It is worth commenting briefly here on the fact that Type II survivorship and its consequences imply that any civilization exists on shifting sands and that those shifting sands constitute a reason to exert energy simply to be aware of the potential for disruption, with the risk of that disruption being constant over time; there is no respite from the risk of civilization downturn. Civilizations then are in the position of the Red Queen. The Red Queen informed Alice that if she wished to go anywhere that wish would have to be translated into greater effort as the continuous movement of the ground beneath her feet required energetic output simply to maintain her position. The further implication for all niche-constructing CASs, among them civilizations, is that they are subject to extinction at any time during their existence.

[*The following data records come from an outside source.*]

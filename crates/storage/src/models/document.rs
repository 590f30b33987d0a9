use thiserror::Error;

/// Errors raised while turning a JSON document into an entity or back.
#[derive(Debug, Error)]
pub enum DocumentError {
    #[error("malformed document: {0}")]
    Malformed(#[from] serde_json::Error),

    #[error("document must be a JSON object")]
    NotAnObject,
}

/// An entity stored inside a parent document under its own id.
pub trait Keyed {
    fn set_key(&mut self, key: String);
}

/// Serde adapter reading `{ id: { ...entity } }` into a map of entities.
///
/// The map key wins over any `id` stored inside the nested document.
pub mod keyed {
    use std::collections::BTreeMap;

    use serde::{Deserialize, Deserializer};

    use super::Keyed;

    pub fn deserialize<'de, D, T>(deserializer: D) -> Result<BTreeMap<String, T>, D::Error>
    where
        D: Deserializer<'de>,
        T: Keyed + Deserialize<'de>,
    {
        let mut entries = BTreeMap::<String, T>::deserialize(deserializer)?;
        for (key, entry) in entries.iter_mut() {
            entry.set_key(key.clone());
        }

        Ok(entries)
    }
}
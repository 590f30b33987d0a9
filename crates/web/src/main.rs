use std::sync::Arc;

use anyhow::Context;
use clap::Parser;
use storage::{Database, MemoryTournamentStore, PgTournamentStore, TournamentStore};
use tokio::sync::oneshot;
use tourney_web::{
    AppState,
    config::{Cli, Config, StorageBackend, redact_database_url},
    console, create_router,
};

#[tokio::main]
async fn main() -> anyhow::Result<()> {
    dotenvy::dotenv().ok();

    tracing_subscriber::fmt()
        .with_env_filter(
            tracing_subscriber::EnvFilter::try_from_default_env().unwrap_or_else(|_| "info".into()),
        )
        .with_target(true)
        .with_file(true)
        .with_line_number(true)
        .init();

    tracing::info!("Starting tourney server");

    let config = Config::from_cli(Cli::parse()).context("Failed to load server configuration")?;
    tracing::info!("Configuration loaded successfully");

    let store = open_store(&config.storage).await?;
    let app = create_router(AppState::new(store));

    let bind_address = config.bind_address();
    let listener = tokio::net::TcpListener::bind(&bind_address)
        .await
        .with_context(|| format!("Failed to bind {}", bind_address))?;
    tracing::info!("Listening on http://{}", bind_address);
    tracing::info!("Swagger UI available at http://{}/swagger-ui/", bind_address);

    let (stop_tx, stop_rx) = oneshot::channel();
    console::spawn(stop_tx).context("Failed to start operator console")?;
    tracing::info!("Type `stop` to shut the server down");

    axum::serve(listener, app)
        .with_graceful_shutdown(shutdown_signal(stop_rx))
        .await
        .context("Server error")?;

    tracing::info!("Server stopped");

    Ok(())
}

async fn open_store(backend: &StorageBackend) -> anyhow::Result<Arc<dyn TournamentStore>> {
    match backend {
        StorageBackend::InMemory => {
            tracing::warn!("Using in-memory storage, tournaments will not survive a restart");
            let store: Arc<dyn TournamentStore> = Arc::new(MemoryTournamentStore::new());
            Ok(store)
        }
        StorageBackend::Postgres { database_url } => {
            tracing::info!(
                "Connecting to database at: {}",
                redact_database_url(database_url)
            );
            let db = Database::new(database_url)
                .await
                .context("Failed to initialize database")?;
            tracing::info!("Database connection established");

            tracing::info!("Running database migrations");
            db.run_migrations()
                .await
                .context("Failed to run migrations")?;
            tracing::info!("Database migrations completed successfully");

            let store: Arc<dyn TournamentStore> = Arc::new(PgTournamentStore::new(db.pool().clone()));
            Ok(store)
        }
    }
}

/// Resolves on Ctrl-C or when the console reads a stop command.
async fn shutdown_signal(console_stop: oneshot::Receiver<()>) {
    let ctrl_c = async {
        if let Err(e) = tokio::signal::ctrl_c().await {
            tracing::error!("Failed to listen for Ctrl-C: {}", e);
            std::future::pending::<()>().await;
        }
    };

    let console = async {
        // The sender is dropped when stdin closes; keep serving in that case.
        if console_stop.await.is_err() {
            std::future::pending::<()>().await;
        }
    };

    tokio::select! {
        _ = ctrl_c => tracing::info!("Received Ctrl-C, shutting down"),
        _ = console => tracing::info!("Shutting down on operator command"),
    }
}
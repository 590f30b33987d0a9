//! Operator console: reads commands from standard input on its own thread.

use std::io::{self, BufRead};
use std::thread::{self, JoinHandle};

use tokio::sync::oneshot;

#[derive(Debug, Clone, Copy, PartialEq, Eq)]
pub enum Command {
    Stop,
}

impl Command {
    pub fn parse(line: &str) -> Option<Self> {
        match line.trim().to_lowercase().as_str() {
            "stop" | "exit" | "kill" => Some(Self::Stop),
            _ => None,
        }
    }
}

/// Start the console thread. `shutdown` fires once a stop command is read.
pub fn spawn(shutdown: oneshot::Sender<()>) -> io::Result<JoinHandle<()>> {
    thread::Builder::new()
        .name("console".to_string())
        .spawn(move || {
            let stdin = io::stdin();
            listen(stdin.lock(), shutdown);
        })
}

/// Read commands until a stop command or end of input.
///
/// Returns whether a stop was requested. Reaching end of input leaves the
/// server running, so a detached process without a terminal keeps serving.
pub fn listen<R: BufRead>(reader: R, shutdown: oneshot::Sender<()>) -> bool {
    for line in reader.lines() {
        let line = match line {
            Ok(line) => line,
            Err(e) => {
                tracing::warn!("Console input error: {}", e);
                return false;
            }
        };

        if line.trim().is_empty() {
            continue;
        }

        match Command::parse(&line) {
            Some(Command::Stop) => {
                tracing::info!("Stop command received");
                if shutdown.send(()).is_err() {
                    tracing::info!("Server already stopped");
                }
                return true;
            }
            None => tracing::warn!("Unknown command: {}", line.trim()),
        }
    }

    tracing::debug!("Console input closed");
    false
}
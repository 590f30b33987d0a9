use serde::{Deserialize, Serialize};
use utoipa::ToSchema;

use super::Keyed;

#[derive(Debug, Clone, PartialEq, Eq, Serialize, Deserialize, ToSchema)]
pub struct Participant {
    #[serde(default)]
    pub id: String,
    #[serde(default)]
    pub name: String,
}

impl Participant {
    pub fn new(id: impl Into<String>, name: impl Into<String>) -> Self {
        Self {
            id: id.into(),
            name: name.into(),
        }
    }
}

impl Keyed for Participant {
    fn set_key(&mut self, key: String) {
        self.id = key;
    }
}
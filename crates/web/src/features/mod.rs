pub mod tournaments;
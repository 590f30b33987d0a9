pub mod memory;
pub mod tournament;
use axum::{
    Router,
    routing::{get, post},
};

use super::handlers::{create_tournament, get_tournament, missing_tournament_id};
use crate::AppState;

pub fn routes() -> Router<AppState> {
    Router::new()
        .route("/create", post(create_tournament))
        .route("/get", get(missing_tournament_id))
        .route("/get/", get(missing_tournament_id))
        .route("/get/:id", get(get_tournament))
}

Some, in fact much, of my previous research has been involved with the study of patterns of urbanization over historic time. That research program has revealed among other things that the pattern of maximum urban area size, C_{max}, since 3000 BCE actually consists of two subpatterns, periods of stasis, periods when C_{max} remained constant or oscillated about some mean, and periods of punctuated growth in which C_{max} continuously increased from some base value. An example of stasis would be the period of time from 100 BCE to 1800 CE in which the mean value of C_{max} was approximately 1E6, even though there was considerable oscillation from 100 BCE to 1300 CE followed by 500 years of near constancy at that 1E6 value. An example of punctuated growth would be the 700 years leading up to 100 BCE when the size of C_{max} changed from 1E5 to 1E6, a factor of 10X increase. The worlds of stasis and punctuation were different from one another, especially if one realizes that the magnitude of C_{max} may be considered as an energy limit established both as a consequence of the type of energy available and a consequence of the access to that energy. In addition, the distribution of urban area sizes below that of C_{max}
was different. During periods of stasis those lower levels ‘filled in’ while during periods of punctuation it is the top level, C_{max}, that increased in size. This brief tour into urbanization patterns over time was made because if civilization survivorship is in fact Type II, then those different patterns of urbanization should have no effect on civilization survivorship. This research has yet to be done, but I feel it is a legitimate scientific pursuit.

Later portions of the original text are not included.